Her eyes reflect the ember of my cigarette, twin points of light in the darkness. The air between us feels charged, thick with something that isn’t just hatred anymore.
“Right where you are. Trapped between what you think you want and what you actually need.”
“What I want,” I growl, “is justice for my sister.”
“No,” Eve counters, voice soft but unflinching. “What you want is to hurt someone because you’re hurting. There’s a difference.”
I flick the cigarette into the darkness, listening as it hisses and dies. “You think you know me because you’ve read a few psychology textbooks? Because you’ve analyzed damaged people for a living?”

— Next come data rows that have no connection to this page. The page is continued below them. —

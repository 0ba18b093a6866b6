//! Shared domain types for Conveyor.
//!
//! This crate contains the types used across the workflow task engine:
//! pipeline definitions, task instances with their stage and job records,
//! the execution status machine, approval gate state, engine events, and
//! configuration.
//!
//! Zero infrastructure dependencies -- only serde, uuid, chrono, thiserror.

pub mod config;
pub mod definition;
pub mod error;
pub mod event;
pub mod status;
pub mod task;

“I think I know you because I recognize the pattern.” She tilts her head, studying me like I’m one of her patients. “The drinking. The smoking. The rage that doesn’t quite cover the guilt. You’re not just punishing me, Jack. You’re punishing yourself.”
Before I’m aware I’ve even moved, I’m in front of her cage. My hand slams against the bars, making her jump but not retreat. “You don’t know what you’re talking about,” I roar.
“Don’t I?” Her gaze doesn’t waver. “Tell me what you really want from me. Not what you planned when you knocked on my door at midnight. What you want now.”
The truth itches under my skin—I had a plan, clean and vicious. Break her. Use her. Discard her. But something’s changed. The only time I feel alive now is when I’m with her, watching herfight, watching her yield, watching her surprise me again and again.
“I want…” The words stick in my throat, too raw to voice.